● **DATA SHOWN**
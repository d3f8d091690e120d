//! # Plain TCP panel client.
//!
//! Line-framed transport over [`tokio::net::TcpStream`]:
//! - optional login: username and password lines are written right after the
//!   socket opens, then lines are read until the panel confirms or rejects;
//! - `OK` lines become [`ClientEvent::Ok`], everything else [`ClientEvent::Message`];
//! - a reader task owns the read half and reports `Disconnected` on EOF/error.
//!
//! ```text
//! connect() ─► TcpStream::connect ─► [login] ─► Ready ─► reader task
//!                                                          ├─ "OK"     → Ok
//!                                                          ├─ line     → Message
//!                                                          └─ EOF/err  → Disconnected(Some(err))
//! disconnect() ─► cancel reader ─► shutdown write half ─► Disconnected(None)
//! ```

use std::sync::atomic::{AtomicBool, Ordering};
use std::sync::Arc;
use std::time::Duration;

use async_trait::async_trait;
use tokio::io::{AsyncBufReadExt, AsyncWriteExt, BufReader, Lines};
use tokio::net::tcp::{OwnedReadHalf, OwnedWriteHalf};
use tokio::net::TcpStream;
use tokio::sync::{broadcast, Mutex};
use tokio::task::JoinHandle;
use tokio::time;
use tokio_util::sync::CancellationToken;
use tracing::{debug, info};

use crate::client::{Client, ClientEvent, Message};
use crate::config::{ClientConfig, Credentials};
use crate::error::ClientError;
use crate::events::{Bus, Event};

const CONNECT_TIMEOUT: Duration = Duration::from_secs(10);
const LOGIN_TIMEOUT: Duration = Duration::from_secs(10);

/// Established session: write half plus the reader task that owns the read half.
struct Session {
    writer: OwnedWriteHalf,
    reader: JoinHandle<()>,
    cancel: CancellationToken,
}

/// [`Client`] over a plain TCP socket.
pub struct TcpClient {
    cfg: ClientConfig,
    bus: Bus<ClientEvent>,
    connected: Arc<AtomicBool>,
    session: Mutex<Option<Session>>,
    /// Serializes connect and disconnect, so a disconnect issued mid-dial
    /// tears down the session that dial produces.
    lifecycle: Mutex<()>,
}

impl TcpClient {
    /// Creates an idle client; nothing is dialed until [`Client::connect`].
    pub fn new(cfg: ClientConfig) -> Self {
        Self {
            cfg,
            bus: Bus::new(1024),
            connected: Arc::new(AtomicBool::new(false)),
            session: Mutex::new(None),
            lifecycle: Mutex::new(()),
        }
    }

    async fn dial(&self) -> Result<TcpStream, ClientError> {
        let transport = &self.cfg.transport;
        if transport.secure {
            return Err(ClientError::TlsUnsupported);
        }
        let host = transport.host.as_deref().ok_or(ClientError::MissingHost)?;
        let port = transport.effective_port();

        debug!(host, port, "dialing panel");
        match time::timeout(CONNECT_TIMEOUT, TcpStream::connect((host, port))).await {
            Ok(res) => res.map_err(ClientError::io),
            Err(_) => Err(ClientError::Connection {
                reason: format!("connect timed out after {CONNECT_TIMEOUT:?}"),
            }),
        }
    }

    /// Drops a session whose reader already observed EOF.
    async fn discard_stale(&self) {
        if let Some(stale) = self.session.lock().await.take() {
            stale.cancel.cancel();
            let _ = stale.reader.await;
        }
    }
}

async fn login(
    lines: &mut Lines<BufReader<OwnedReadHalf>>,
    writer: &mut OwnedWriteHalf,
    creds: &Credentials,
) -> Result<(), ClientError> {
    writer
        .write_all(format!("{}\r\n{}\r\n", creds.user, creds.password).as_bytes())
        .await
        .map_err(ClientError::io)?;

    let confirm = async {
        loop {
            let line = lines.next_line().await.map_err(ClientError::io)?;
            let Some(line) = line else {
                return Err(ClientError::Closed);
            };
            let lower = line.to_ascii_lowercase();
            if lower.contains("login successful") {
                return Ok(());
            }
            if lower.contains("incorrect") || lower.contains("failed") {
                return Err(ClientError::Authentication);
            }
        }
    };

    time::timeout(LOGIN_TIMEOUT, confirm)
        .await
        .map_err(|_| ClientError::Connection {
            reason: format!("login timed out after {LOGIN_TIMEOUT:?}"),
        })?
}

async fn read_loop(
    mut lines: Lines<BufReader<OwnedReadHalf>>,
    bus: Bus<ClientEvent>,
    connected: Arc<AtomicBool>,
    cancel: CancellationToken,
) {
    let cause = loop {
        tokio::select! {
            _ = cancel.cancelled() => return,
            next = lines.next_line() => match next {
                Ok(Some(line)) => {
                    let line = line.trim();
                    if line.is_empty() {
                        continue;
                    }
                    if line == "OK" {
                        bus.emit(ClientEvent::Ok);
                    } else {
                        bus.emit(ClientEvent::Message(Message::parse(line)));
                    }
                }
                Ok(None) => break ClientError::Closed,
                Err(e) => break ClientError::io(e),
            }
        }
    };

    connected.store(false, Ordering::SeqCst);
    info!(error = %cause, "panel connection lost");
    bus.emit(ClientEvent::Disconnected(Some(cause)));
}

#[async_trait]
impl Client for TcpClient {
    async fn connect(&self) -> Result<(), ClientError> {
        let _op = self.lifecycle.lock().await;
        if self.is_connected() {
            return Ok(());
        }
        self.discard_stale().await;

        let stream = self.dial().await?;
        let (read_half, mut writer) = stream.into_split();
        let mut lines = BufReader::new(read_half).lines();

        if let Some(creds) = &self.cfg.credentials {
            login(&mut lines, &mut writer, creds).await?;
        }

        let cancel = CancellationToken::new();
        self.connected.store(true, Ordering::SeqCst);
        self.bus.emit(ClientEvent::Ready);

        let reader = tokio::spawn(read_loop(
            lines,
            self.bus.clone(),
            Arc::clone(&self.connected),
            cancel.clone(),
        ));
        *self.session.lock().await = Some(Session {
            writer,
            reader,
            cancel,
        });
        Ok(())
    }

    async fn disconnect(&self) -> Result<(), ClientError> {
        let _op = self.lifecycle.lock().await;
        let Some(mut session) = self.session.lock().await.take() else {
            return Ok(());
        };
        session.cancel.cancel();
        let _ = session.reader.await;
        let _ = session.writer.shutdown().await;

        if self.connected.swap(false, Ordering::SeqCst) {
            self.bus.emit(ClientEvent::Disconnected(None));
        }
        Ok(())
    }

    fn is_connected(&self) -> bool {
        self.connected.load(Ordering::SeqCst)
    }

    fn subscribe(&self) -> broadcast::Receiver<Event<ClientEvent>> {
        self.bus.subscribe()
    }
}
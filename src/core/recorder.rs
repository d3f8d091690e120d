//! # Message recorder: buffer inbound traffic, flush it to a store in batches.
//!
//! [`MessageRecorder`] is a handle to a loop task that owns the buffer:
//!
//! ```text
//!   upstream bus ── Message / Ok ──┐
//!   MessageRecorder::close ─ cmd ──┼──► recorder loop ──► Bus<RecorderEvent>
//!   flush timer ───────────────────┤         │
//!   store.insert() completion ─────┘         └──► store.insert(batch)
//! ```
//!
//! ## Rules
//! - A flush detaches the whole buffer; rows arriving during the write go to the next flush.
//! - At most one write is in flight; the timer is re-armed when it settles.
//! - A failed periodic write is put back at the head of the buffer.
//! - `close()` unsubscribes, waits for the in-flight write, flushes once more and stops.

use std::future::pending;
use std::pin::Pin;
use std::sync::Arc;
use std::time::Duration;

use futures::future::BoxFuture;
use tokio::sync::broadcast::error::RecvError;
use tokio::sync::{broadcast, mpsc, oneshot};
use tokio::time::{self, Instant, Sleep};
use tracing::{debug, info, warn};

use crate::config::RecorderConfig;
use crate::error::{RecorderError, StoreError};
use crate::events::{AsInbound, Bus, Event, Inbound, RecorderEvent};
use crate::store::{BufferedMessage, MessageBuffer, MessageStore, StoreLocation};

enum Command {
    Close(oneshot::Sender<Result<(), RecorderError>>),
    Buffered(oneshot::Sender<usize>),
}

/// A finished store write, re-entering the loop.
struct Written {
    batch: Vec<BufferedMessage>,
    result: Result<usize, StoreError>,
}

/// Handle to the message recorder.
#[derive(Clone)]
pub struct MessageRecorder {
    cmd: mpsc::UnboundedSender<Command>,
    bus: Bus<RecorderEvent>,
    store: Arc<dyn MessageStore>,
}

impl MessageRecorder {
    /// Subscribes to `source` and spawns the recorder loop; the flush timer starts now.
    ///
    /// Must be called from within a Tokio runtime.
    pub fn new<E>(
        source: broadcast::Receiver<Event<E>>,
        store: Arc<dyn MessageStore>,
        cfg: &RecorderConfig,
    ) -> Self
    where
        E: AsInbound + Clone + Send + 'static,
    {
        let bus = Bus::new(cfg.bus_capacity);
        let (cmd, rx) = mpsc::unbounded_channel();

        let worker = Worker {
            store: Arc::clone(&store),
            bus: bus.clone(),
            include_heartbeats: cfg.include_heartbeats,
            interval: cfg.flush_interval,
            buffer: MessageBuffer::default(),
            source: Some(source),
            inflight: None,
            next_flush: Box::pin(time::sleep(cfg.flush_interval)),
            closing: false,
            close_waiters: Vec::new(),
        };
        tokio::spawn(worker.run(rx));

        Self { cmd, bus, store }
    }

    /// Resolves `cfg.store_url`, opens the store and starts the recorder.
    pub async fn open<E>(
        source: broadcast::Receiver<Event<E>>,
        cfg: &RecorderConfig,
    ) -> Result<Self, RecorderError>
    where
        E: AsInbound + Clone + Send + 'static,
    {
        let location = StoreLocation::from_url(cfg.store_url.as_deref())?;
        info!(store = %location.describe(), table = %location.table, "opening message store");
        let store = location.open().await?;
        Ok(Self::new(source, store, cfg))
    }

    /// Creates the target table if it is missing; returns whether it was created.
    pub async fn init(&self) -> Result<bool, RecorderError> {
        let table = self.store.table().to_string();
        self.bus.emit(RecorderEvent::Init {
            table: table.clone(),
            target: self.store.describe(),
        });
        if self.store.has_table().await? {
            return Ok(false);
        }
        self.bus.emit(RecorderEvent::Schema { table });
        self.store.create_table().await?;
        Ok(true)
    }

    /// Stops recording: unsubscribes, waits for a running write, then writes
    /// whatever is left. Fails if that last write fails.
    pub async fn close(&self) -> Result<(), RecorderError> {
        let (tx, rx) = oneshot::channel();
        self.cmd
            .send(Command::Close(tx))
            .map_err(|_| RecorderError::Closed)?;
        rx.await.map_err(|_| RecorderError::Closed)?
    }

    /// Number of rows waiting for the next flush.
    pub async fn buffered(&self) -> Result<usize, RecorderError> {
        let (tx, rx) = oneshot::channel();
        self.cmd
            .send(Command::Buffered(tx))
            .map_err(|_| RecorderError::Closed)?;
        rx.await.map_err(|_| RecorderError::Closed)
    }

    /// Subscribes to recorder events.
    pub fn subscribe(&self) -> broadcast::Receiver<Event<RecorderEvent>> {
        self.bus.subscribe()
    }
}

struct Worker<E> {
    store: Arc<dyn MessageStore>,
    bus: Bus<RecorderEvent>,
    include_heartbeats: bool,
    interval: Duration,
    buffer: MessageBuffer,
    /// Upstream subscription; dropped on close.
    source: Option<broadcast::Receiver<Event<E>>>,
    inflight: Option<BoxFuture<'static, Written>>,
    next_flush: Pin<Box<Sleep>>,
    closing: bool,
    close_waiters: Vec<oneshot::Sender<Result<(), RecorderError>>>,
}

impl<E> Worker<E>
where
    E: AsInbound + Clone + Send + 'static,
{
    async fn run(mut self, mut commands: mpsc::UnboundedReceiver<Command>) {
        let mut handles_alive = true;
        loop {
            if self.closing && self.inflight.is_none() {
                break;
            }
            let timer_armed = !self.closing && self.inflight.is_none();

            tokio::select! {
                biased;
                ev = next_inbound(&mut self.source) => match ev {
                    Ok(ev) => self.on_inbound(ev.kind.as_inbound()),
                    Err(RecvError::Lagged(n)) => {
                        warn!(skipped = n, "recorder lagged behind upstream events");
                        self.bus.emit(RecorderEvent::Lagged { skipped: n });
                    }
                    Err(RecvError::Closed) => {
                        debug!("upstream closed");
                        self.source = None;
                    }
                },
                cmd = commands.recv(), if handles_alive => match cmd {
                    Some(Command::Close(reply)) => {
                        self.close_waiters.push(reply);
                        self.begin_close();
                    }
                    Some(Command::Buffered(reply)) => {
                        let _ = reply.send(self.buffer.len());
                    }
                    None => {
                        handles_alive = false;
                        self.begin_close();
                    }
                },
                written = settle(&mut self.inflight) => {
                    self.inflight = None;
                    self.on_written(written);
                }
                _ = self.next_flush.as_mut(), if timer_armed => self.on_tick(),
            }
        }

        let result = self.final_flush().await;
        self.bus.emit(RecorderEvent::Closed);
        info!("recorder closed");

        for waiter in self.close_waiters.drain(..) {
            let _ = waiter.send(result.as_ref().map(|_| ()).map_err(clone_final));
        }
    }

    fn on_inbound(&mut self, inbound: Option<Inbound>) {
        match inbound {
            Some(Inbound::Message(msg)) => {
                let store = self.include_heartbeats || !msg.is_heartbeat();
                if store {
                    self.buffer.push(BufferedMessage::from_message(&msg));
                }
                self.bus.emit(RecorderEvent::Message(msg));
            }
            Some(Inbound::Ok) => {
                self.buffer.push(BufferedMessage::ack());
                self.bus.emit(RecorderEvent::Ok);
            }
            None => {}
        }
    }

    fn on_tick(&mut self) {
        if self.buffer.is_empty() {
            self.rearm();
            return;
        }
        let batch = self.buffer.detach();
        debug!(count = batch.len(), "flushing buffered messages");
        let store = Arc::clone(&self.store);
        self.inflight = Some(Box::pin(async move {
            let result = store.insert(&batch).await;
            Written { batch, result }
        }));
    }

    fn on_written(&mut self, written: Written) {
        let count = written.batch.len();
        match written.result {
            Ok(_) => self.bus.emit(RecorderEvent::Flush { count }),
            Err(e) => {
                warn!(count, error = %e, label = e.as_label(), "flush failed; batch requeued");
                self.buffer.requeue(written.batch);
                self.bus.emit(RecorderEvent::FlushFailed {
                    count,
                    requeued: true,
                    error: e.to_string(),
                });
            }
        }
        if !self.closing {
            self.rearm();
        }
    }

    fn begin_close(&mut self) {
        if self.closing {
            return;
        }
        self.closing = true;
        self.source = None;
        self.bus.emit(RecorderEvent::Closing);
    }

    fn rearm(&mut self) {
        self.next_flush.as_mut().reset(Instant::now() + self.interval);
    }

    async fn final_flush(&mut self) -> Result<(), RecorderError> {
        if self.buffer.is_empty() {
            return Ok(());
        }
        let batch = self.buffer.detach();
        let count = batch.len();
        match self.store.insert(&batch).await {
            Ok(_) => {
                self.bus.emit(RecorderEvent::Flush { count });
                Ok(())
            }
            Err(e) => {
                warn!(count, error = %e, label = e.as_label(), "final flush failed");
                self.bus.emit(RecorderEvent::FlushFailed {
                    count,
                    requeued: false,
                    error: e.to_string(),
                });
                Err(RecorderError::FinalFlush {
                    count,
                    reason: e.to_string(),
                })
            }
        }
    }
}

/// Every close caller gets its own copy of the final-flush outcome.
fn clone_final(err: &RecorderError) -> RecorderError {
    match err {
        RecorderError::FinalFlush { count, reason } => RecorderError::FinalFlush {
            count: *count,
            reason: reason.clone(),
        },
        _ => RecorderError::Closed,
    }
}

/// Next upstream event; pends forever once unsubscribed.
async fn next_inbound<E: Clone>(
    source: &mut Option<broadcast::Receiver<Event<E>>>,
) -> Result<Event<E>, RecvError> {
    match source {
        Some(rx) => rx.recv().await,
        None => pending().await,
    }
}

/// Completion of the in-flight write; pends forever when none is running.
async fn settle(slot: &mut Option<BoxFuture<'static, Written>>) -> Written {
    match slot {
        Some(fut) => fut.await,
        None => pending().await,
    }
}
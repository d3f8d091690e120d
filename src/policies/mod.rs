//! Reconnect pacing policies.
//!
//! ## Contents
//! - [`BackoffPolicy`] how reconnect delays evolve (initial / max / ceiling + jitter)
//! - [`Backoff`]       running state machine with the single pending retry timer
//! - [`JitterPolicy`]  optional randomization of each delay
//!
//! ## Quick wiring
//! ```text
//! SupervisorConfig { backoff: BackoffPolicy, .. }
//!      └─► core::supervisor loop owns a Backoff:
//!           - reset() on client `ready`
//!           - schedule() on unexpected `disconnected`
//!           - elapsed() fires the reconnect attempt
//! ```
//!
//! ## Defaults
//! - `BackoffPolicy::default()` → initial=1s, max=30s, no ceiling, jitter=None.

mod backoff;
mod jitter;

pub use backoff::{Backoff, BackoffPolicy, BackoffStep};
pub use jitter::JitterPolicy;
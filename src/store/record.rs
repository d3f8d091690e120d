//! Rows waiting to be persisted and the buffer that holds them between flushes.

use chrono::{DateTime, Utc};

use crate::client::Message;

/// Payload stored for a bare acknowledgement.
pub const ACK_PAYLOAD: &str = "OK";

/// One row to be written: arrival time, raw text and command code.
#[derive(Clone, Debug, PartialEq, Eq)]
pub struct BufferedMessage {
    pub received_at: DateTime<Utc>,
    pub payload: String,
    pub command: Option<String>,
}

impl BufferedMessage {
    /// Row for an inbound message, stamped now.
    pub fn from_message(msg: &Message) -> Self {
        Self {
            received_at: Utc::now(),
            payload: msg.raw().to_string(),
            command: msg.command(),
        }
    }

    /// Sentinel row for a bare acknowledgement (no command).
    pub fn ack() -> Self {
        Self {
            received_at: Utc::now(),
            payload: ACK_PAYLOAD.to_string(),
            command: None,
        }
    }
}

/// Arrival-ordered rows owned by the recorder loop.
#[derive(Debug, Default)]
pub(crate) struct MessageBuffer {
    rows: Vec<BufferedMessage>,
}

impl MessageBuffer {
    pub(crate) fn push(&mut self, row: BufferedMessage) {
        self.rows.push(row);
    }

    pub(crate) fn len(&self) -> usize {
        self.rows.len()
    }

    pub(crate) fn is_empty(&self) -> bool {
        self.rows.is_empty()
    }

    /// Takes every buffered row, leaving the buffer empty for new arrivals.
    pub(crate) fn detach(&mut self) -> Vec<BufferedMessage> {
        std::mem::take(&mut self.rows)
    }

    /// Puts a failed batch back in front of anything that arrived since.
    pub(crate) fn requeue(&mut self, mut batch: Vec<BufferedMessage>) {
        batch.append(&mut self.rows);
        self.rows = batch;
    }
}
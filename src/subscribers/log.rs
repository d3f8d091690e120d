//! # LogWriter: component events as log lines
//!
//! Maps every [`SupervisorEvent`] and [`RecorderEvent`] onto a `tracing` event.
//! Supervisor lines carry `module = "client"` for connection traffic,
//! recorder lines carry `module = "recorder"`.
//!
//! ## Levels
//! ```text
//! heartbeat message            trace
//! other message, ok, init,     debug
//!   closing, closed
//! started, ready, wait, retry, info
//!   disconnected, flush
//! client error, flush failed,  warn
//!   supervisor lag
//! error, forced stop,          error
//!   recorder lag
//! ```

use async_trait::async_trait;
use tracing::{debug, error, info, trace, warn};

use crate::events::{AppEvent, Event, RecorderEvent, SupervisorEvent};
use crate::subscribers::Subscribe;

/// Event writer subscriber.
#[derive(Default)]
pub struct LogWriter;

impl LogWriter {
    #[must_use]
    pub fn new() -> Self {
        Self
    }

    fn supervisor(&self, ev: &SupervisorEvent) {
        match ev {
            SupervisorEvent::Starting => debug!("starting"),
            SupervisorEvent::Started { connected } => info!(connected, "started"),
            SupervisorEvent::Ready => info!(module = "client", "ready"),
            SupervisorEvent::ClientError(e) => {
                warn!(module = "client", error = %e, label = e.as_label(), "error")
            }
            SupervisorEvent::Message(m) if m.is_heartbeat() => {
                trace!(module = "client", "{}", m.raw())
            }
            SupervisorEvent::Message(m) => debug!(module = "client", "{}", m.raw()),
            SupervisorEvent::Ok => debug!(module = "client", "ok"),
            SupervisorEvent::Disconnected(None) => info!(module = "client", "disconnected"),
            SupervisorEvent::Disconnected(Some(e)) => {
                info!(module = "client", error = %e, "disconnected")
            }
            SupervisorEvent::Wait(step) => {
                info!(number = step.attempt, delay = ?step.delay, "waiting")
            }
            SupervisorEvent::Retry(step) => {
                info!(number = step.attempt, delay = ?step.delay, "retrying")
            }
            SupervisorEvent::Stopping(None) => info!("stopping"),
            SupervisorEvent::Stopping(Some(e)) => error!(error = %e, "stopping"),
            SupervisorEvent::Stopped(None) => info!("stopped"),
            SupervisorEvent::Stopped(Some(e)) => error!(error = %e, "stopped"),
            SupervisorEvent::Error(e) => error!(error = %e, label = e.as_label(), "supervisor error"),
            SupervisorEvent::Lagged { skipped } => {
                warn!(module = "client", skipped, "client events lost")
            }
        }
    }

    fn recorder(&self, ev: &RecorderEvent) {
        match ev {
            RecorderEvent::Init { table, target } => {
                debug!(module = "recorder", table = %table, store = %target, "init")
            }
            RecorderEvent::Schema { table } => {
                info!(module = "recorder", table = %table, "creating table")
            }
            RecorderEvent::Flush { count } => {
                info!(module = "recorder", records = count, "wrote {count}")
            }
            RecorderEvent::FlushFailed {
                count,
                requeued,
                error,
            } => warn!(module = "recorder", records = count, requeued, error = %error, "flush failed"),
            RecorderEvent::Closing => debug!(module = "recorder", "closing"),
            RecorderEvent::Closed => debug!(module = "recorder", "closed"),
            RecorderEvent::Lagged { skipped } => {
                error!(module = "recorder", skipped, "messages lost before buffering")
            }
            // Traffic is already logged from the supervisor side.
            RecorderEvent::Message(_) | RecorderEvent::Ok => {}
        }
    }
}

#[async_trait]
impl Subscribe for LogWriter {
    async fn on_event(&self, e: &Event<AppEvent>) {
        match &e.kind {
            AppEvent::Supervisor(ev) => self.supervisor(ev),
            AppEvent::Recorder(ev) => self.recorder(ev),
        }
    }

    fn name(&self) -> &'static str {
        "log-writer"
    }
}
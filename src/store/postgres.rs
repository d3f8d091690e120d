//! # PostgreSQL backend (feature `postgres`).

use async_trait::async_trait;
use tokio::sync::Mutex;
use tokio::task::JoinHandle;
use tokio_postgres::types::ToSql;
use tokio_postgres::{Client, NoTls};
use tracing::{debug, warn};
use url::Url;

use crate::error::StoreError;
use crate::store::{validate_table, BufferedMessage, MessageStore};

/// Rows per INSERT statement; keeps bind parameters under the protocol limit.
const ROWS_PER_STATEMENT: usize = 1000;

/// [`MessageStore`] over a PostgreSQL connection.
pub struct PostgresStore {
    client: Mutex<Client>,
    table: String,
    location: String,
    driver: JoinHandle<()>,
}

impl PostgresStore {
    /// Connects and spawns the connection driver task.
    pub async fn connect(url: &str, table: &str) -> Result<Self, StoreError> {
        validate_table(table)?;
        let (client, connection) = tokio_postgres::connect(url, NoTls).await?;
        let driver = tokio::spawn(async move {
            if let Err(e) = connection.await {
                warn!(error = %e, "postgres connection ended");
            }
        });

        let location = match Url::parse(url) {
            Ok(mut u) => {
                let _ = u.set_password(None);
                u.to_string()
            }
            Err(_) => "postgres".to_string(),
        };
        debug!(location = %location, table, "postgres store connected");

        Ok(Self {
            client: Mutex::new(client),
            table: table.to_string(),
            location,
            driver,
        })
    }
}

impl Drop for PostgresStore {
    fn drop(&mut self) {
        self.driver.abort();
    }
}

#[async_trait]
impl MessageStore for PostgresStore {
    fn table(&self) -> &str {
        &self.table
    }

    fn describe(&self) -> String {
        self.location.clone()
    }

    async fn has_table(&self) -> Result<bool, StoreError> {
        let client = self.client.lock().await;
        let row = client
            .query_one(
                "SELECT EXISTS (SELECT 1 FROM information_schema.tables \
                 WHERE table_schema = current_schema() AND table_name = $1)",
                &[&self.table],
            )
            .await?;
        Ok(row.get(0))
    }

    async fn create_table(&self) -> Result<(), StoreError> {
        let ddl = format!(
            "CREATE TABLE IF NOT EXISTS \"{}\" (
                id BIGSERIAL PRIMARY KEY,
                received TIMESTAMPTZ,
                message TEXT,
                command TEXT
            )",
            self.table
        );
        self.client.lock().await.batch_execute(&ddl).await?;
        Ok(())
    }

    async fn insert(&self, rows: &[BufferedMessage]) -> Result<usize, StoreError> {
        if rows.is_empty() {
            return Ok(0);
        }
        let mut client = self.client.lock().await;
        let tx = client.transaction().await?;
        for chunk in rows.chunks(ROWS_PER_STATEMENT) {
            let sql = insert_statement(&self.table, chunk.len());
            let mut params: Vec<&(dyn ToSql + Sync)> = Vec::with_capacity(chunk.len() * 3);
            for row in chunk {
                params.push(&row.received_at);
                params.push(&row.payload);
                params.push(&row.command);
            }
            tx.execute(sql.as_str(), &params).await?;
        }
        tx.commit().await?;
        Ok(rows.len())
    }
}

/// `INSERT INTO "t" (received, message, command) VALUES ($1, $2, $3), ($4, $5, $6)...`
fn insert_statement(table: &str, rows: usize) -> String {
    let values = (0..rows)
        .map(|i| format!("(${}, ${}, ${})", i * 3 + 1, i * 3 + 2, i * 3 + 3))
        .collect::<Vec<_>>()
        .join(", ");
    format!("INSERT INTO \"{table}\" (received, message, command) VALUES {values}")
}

● **TASK**
From the opening line of the data above through the line holding "confirms or rejects;", give every line again exactly as it stands.

● **ANSWER AREA**
repository d3f8d091690e120d
//! # Plain TCP panel client.
//!
//! Line-framed transport over [`tokio::net::TcpStream`]:
//! - optional login: username and password lines are written right after the
//!   socket opens, then lines are read until the panel confirms or rejects;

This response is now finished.